"Behind The Mask"


Ho-ho-ho and season’s greetings from your old pal, the Morning Star.

There has been some controversy lately about the term “Season’s Greetings”. Christian conservatives are pissed off that the emphasis on “Christ” is fading away from their holiday.

I love that shit.

They created me, or more correctly co-opted me in order to keep your butts in line, at first. Now, I keep you standing in line so that the wheels of commerce keep spinning. The game has changed, and they are just a bunch of bitter crybabies who didn’t see it coming.

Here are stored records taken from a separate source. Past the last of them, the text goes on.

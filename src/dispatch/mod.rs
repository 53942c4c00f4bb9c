pub mod baidu;
pub mod http;
pub mod ollama;
pub mod registry;
pub mod sse;

use std::sync::Arc;

use thiserror::Error;
use tokio_util::sync::CancellationToken;

use crate::cancel::CancelWatch;
use crate::error::RelayError;
use crate::telemetry::TaskLabels;

/// Receives each content increment, in arrival order, before the final
/// result is produced. Never called after `execute` returns.
pub type StreamCallback = Arc<dyn Fn(&str) + Send + Sync>;

/// Per-call context supplied by the caller.
#[derive(Clone)]
pub struct RequestContext {
    /// Caller-supplied correlation id; also the key for out-of-band cancel.
    pub request_id: String,
    /// Cooperative cancellation sources the caller controls.
    pub cancel: CancelWatch,
    pub task_type: String,
    pub source: String,
    /// Persist every attempt's request/response to the debug log.
    pub debug_mode: bool,
    pub stream_callback: Option<StreamCallback>,
}

impl RequestContext {
    pub fn new(request_id: impl Into<String>) -> Self {
        Self {
            request_id: request_id.into(),
            cancel: CancelWatch::new(),
            task_type: "chat".to_string(),
            source: "api".to_string(),
            debug_mode: false,
            stream_callback: None,
        }
    }

    pub fn with_cancel_token(mut self, token: CancellationToken) -> Self {
        self.cancel = self.cancel.with_token(token);
        self
    }

    pub fn with_task(mut self, task_type: &str, source: &str) -> Self {
        self.task_type = task_type.to_string();
        self.source = source.to_string();
        self
    }

    pub fn with_debug(mut self, debug_mode: bool) -> Self {
        self.debug_mode = debug_mode;
        self
    }

    pub fn with_stream_callback(mut self, callback: StreamCallback) -> Self {
        self.stream_callback = Some(callback);
        self
    }

    pub fn labels(&self) -> TaskLabels {
        TaskLabels {
            request_id: self.request_id.clone(),
            task_type: self.task_type.clone(),
            source: self.source.clone(),
        }
    }
}

/// Outcome of one logical request.
#[derive(Debug, Clone)]
pub enum RequestResult {
    Success { content: String },
    Failed { error: RelayError },
    /// Cooperative cancellation. Not an error and never retried.
    Interrupted,
}

/// What a caller raises after unwrapping a `RequestResult`.
#[derive(Debug, Error, PartialEq, Eq)]
pub enum CallError {
    #[error("request interrupted")]
    Interrupted,
    #[error("{0}")]
    Failed(String),
}

impl RequestResult {
    pub fn success(content: impl Into<String>) -> Self {
        Self::Success {
            content: content.into(),
        }
    }

    pub fn failed(error: RelayError) -> Self {
        Self::Failed { error }
    }

    pub fn is_success(&self) -> bool {
        matches!(self, Self::Success { .. })
    }

    pub fn is_interrupted(&self) -> bool {
        matches!(self, Self::Interrupted)
    }

    pub fn content(&self) -> Option<&str> {
        match self {
            Self::Success { content } => Some(content),
            _ => None,
        }
    }

    pub fn error(&self) -> Option<&RelayError> {
        match self {
            Self::Failed { error } => Some(error),
            _ => None,
        }
    }

    pub fn error_message(&self) -> Option<String> {
        self.error().map(RelayError::user_message)
    }

    /// `{success, content}` / `{success: false, error, interrupted}` shape.
    pub fn to_json(&self) -> serde_json::Value {
        match self {
            Self::Success { content } => serde_json::json!({
                "success": true,
                "content": content,
            }),
            Self::Failed { error } => serde_json::json!({
                "success": false,
                "error": error.user_message(),
            }),
            Self::Interrupted => serde_json::json!({
                "success": false,
                "error": "interrupted",
                "interrupted": true,
            }),
        }
    }

    /// Unwrap for a caller: interruption stays distinguishable from failure,
    /// and failures are prefixed with the provider's display name unless the
    /// message already carries it.
    pub fn into_content(self, provider_name: &str) -> Result<String, CallError> {
        match self {
            Self::Success { content } => Ok(content),
            Self::Interrupted => Err(CallError::Interrupted),
            Self::Failed { error } => {
                let message = error.user_message();
                if message.starts_with(provider_name) {
                    Err(CallError::Failed(message))
                } else {
                    Err(CallError::Failed(format!("{provider_name}: {message}")))
                }
            }
        }
    }
}
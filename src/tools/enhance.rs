use schemars::JsonSchema;
use serde::Deserialize;

pub const DEFAULT_ENHANCE_PROMPT: &str = "You are a prompt engineer for image and video generation. \
Rewrite the user's prompt into a single vivid, detailed prompt covering subject, setting, lighting, \
composition and style. Output only the rewritten prompt.";

#[derive(Debug, Deserialize, JsonSchema)]
pub struct EnhanceRequest {
    /// Service id from `listservices`.
    pub service: String,
    /// LLM model name. Defaults to the service's default LLM.
    pub model: Option<String>,
    /// The prompt to enhance.
    pub prompt: String,
    /// Replaces the built-in prompt-engineering instructions.
    pub system_prompt: Option<String>,
    /// Caller-chosen id; pass the same id to `cancel` to stop this request.
    pub request_id: Option<String>,
}

impl EnhanceRequest {
    pub fn system_prompt_or_default(&self) -> &str {
        self.system_prompt
            .as_deref()
            .filter(|s| !s.trim().is_empty())
            .unwrap_or(DEFAULT_ENHANCE_PROMPT)
    }
}
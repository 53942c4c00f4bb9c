use std::sync::Arc;
use std::sync::atomic::{AtomicU64, Ordering};
use std::time::{Duration, Instant};

use rmcp::handler::server::router::tool::ToolRouter;
use rmcp::handler::server::wrapper::Parameters;
use rmcp::model::{CallToolResult, Implementation, ServerCapabilities, ServerInfo};
use rmcp::service::RequestContext;
use rmcp::{ErrorData as McpError, RoleServer, ServerHandler, tool, tool_handler, tool_router};
use tokio_util::sync::CancellationToken;

use crate::config::{Config, ModelKind};
use crate::dispatch;
use crate::dispatch::registry::{self, ChatRequest, Registry};
use crate::payload::ChatMessage;
use crate::response::{ToolMetadata, ToolResponse};
use crate::tools::caption::{CaptionRequest, MAX_IMAGES};
use crate::tools::control::CancelRequest;
use crate::tools::enhance::EnhanceRequest;
use crate::tools::services::ListServicesResponse;
use crate::tools::translate::TranslateRequest;

/// How long `interrupt` keeps the host flag raised. Longer than the
/// cancellation poll interval so every in-flight request observes it.
const INTERRUPT_HOLD: Duration = Duration::from_millis(500);

static REQUEST_SEQ: AtomicU64 = AtomicU64::new(0);

/// Caller-supplied request id, or `<tool>-<millis>-<pid>-<seq>`.
fn request_id_or_generate(given: Option<&str>, tool: &str) -> String {
    if let Some(id) = given.map(str::trim).filter(|s| !s.is_empty()) {
        return id.to_string();
    }
    let ts = std::time::SystemTime::now()
        .duration_since(std::time::UNIX_EPOCH)
        .unwrap_or_default()
        .as_millis();
    let seq = REQUEST_SEQ.fetch_add(1, Ordering::Relaxed);
    format!("{tool}-{ts}-{}-{seq}", std::process::id())
}

fn require_non_empty(value: &str, field: &str) -> Result<(), McpError> {
    if value.trim().is_empty() {
        return Err(McpError::invalid_params(format!("{field} must not be empty"), None));
    }
    Ok(())
}

#[derive(Clone)]
pub struct RelayServer {
    registry: Arc<Registry>,
    tool_router: ToolRouter<Self>,
}

#[tool_router]
impl RelayServer {
    pub fn new(config: Config) -> Self {
        Self::with_registry(Registry::from_config(config))
    }

    pub fn with_registry(registry: Registry) -> Self {
        Self {
            registry: Arc::new(registry),
            tool_router: Self::tool_router(),
        }
    }

    pub fn registry(&self) -> &Registry {
        &self.registry
    }

    async fn run_chat(&self, tool: &str, request_id: String, chat: ChatRequest, ct: CancellationToken) -> CallToolResult {
        let start = Instant::now();
        let ctx = dispatch::RequestContext::new(request_id.clone())
            .with_cancel_token(ct)
            .with_task(tool, "mcp");
        let result = self.registry.chat(&chat, ctx).await;
        if let Some(err) = result.error() {
            tracing::warn!(request_id = request_id.as_str(), "{tool} failed: {}", err.user_message());
        }
        let metadata = ToolMetadata {
            tool_name: tool.to_string(),
            service_used: chat.service_id,
            model_used: chat.model.unwrap_or_else(|| "default".to_string()),
            request_id,
            duration_seconds: start.elapsed().as_secs_f64(),
        };
        ToolResponse::from_result(result, metadata).into_call_tool_result()
    }

    #[tool(
        name = "enhance",
        description = "Rewrite a short image/video prompt into a detailed one using an LLM service. Use `listservices` for service ids.",
        annotations(read_only_hint = true)
    )]
    async fn enhance(
        &self,
        Parameters(req): Parameters<EnhanceRequest>,
        context: RequestContext<RoleServer>,
    ) -> Result<CallToolResult, McpError> {
        require_non_empty(&req.service, "service")?;
        require_non_empty(&req.prompt, "prompt")?;

        let request_id = request_id_or_generate(req.request_id.as_deref(), "enhance");
        let chat = ChatRequest {
            service_id: req.service.clone(),
            model: req.model.clone(),
            kind: ModelKind::Llm,
            messages: vec![
                ChatMessage::system(req.system_prompt_or_default()),
                ChatMessage::user(req.prompt.clone()),
            ],
        };
        Ok(self.run_chat("enhance", request_id, chat, context.ct).await)
    }

    #[tool(
        name = "caption",
        description = "Describe one or more images as a generation prompt using a vision (VLM) service. Images are data URLs or http(s) URLs.",
        annotations(read_only_hint = true)
    )]
    async fn caption(
        &self,
        Parameters(req): Parameters<CaptionRequest>,
        context: RequestContext<RoleServer>,
    ) -> Result<CallToolResult, McpError> {
        require_non_empty(&req.service, "service")?;
        if req.images.is_empty() {
            return Err(McpError::invalid_params("images must not be empty", None));
        }
        if req.images.len() > MAX_IMAGES {
            return Err(McpError::invalid_params(
                format!("at most {MAX_IMAGES} images per request"),
                None,
            ));
        }
        req.validate_images().map_err(|e| McpError::invalid_params(e, None))?;

        let request_id = request_id_or_generate(req.request_id.as_deref(), "caption");
        let chat = ChatRequest {
            service_id: req.service.clone(),
            model: req.model.clone(),
            kind: ModelKind::Vlm,
            messages: vec![
                ChatMessage::system(req.system_prompt_or_default()),
                ChatMessage::user_with_images(req.user_text(), req.images.clone()),
            ],
        };
        Ok(self.run_chat("caption", request_id, chat, context.ct).await)
    }

    #[tool(
        name = "translate",
        description = "Translate text with a Baidu translation service or an LLM service. Long text is split on line boundaries.",
        annotations(read_only_hint = true)
    )]
    async fn translate(
        &self,
        Parameters(req): Parameters<TranslateRequest>,
        context: RequestContext<RoleServer>,
    ) -> Result<CallToolResult, McpError> {
        require_non_empty(&req.service, "service")?;
        require_non_empty(&req.text, "text")?;

        let start = Instant::now();
        let request_id = request_id_or_generate(req.request_id.as_deref(), "translate");
        let translate = registry::TranslateRequest {
            service_id: req.service.clone(),
            model: req.model.clone(),
            text: req.text.clone(),
            from: req.from_or_default().to_string(),
            to: req.to_or_default().to_string(),
        };
        let ctx = dispatch::RequestContext::new(request_id.clone())
            .with_cancel_token(context.ct)
            .with_task("translate", "mcp");
        let result = self.registry.translate(&translate, ctx).await;
        if let Some(err) = result.error() {
            tracing::warn!(request_id = request_id.as_str(), "translate failed: {}", err.user_message());
        }

        let metadata = ToolMetadata {
            tool_name: "translate".to_string(),
            service_used: req.service,
            model_used: req.model.unwrap_or_else(|| "default".to_string()),
            request_id,
            duration_seconds: start.elapsed().as_secs_f64(),
        };
        Ok(ToolResponse::from_result(result, metadata).into_call_tool_result())
    }

    #[tool(
        name = "listservices",
        description = "List configured services with their type and LLM/VLM models. API keys are masked.",
        annotations(read_only_hint = true)
    )]
    async fn listservices(&self) -> Result<CallToolResult, McpError> {
        let list = ListServicesResponse {
            services: self.registry.list_services(),
        };
        let response = ToolResponse::success(
            list.to_markdown(),
            ToolMetadata {
                tool_name: "listservices".to_string(),
                service_used: "none".to_string(),
                model_used: "none".to_string(),
                request_id: String::new(),
                duration_seconds: 0.0,
            },
        );
        Ok(response.into_call_tool_result())
    }

    #[tool(
        name = "cancel",
        description = "Cancel an in-flight enhance/caption/translate request by its request_id."
    )]
    async fn cancel(&self, Parameters(req): Parameters<CancelRequest>) -> Result<CallToolResult, McpError> {
        require_non_empty(&req.request_id, "request_id")?;
        let found = self.registry.cancel(&req.request_id);
        let content = if found {
            format!("cancellation requested for {}", req.request_id)
        } else {
            format!("no in-flight request with id {}", req.request_id)
        };
        let metadata = ToolMetadata {
            tool_name: "cancel".to_string(),
            service_used: "none".to_string(),
            model_used: "none".to_string(),
            request_id: req.request_id,
            duration_seconds: 0.0,
        };
        let response = if found {
            ToolResponse::success(content, metadata)
        } else {
            ToolResponse::error(content, metadata)
        };
        Ok(response.into_call_tool_result())
    }

    #[tool(
        name = "interrupt",
        description = "Interrupt every in-flight request (host-wide stop). Requests return status \"interrupted\"."
    )]
    async fn interrupt(&self) -> Result<CallToolResult, McpError> {
        let flag = self.registry.interrupt_flag().clone();
        flag.raise();
        let in_flight = self.registry.cancel_all();
        tracing::info!(in_flight, "interrupt raised");
        tokio::spawn(async move {
            tokio::time::sleep(INTERRUPT_HOLD).await;
            flag.clear();
        });
        let response = ToolResponse::success(
            format!("interrupt raised ({in_flight} request(s) in flight)"),
            ToolMetadata {
                tool_name: "interrupt".to_string(),
                service_used: "none".to_string(),
                model_used: "none".to_string(),
                request_id: String::new(),
                duration_seconds: 0.0,
            },
        );
        Ok(response.into_call_tool_result())
    }
}

#[tool_handler]
impl ServerHandler for RelayServer {
    fn get_info(&self) -> ServerInfo {
        ServerInfo {
            server_info: Implementation {
                name: "promptrelay".to_string(),
                version: env!("CARGO_PKG_VERSION").to_string(),
                ..Default::default()
            },
            instructions: Some(
                "PromptRelay: prompt enhancement, image captioning and translation through configured LLM/VLM services.\n\n\
                 1. Call `listservices` for service ids and model names.\n\
                 2. `enhance` rewrites a prompt, `caption` describes images, `translate` translates text.\n\
                 3. Pass a `request_id` to be able to `cancel` a long request; `interrupt` stops everything."
                    .into(),
            ),
            capabilities: ServerCapabilities::builder().enable_tools().build(),
            ..Default::default()
        }
    }
}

Allow me the vanity of a little history lesson. When Christianity was ascendant, the church became the most powerful institution in the western world. In order to keep the faithful in line, they created me. It was a genius move, really. On one hand, the flock was told that their old beliefs were heresy. On the other, elements of those beliefs were used to create a bogeyman, an antagonist, a demon. It was a good system: easier to adopt by virtue of its roots in their tradition, minimal expense to market, extremely effective from a psychological standpoint, and it all helped the world’s largest business to keep growing.

The date for Christmas was chosen to replace the pagan high holiday, which was the festival of the winter solstice. It would be a tough sell to get people to give up their year-end party in favor of a new religion. Better to co-opt the existing party and make it bigger and better than ever. Just another example of better marketing through faith.


"And that no man might buy or sell, save he that had the mark, or the name of the beast, or the number of his name...
... and his number is Six hundred threescore and six."

(- Revelation 13: 16 - 17)
I am nothing if not opportunistic, and it was clear to me where the action was. I took that marketing model, ran with it, and took this party over. While examining my roots in folklore, Jeffery Burton Russell summarized it nicely in "The Prince of Darkness (Radical Evil and the Power of Good in History)":

“The Devil comes from the north, domain of darkness and punishing cold. Curious connections exist between Satan and Santa Claus (Saint Nicholas). The Devil lives in the far north and drives reindeer; he wears a suit of red fur; he goes down chimneys in the guise of Black Jack or the Black Man covered in soot; as Black Peter he carries a large sack into which he pops sins or sinners (including naughty children); he carries a stick or cane to thrash the guilty (now he merely brings candy canes); he flies through the air with the help of strange animals; food and wine are left out for him as a bribe to secure his favors. The Devil's nickname(!) "Old Nick" derives directly from Saint Nicholas. Nicholas was often associated with fertility cults, hence with fruit, nuts, and fruitcake, his characteristic gifts.”
What? Don’t act all surprised. Part of you knew it all along. That part of you that doesn’t believe in all that fire and brimstone bullshit. I was conceived as the ultimate marketing tool, and took the game to a level they did not foresee. The church arrogantly believed that I was a tool who served at its pleasure. They never saw me coming.

I know a thing or two about pride, people. Of “The Seven”, it's my favorite.

Doubt me? Take a look around. I am everywhere this time of year. Sitting in the mall with your kid on my lap, stoking his greed (which runs a close second to pride, in my book). My plastic effigy is standing guard on your neighbor’s front yard. I am on napkins, neckties and 12-packs of Coke®. You got a warehouse full of “Made in Taiwan” to move? I’m your man.
I moved on, left their church behind and established my own. Not that Church of Satan crap. That was just a goof that some baldheaded loser named LaVey set up, to give himself an air of mystery and get laid. There was no real money in it.

They say second place is the first place loser. Amen and hallelujah to that, brothers and sisters. My church is still the biggest company in the world, but it’s not the Christian church anymore. It is Wal-Mart. My cathedrals span from coast to coast. Step inside and you will see me in every aisle, selling Christmas with a smile. Take a look at every package you see. Right there on the bottom. See that UPC code? Every single one uses three sixes to mark its beginning, middle, and end:
I know it’s a little corny, but I am a sucker for symbolism, and it is all about me after all.

Want to have some fun? Come over here to the P.A. and watch me start a stampede. "Attention Wal-Mart shoppers. We have a special on holiday spirit in aisle six, and it is selling cheap."

Dirt cheap.

Oh yeah. Happy birthday, martyr.

Did I mention I'm a sucker for anagrams as well?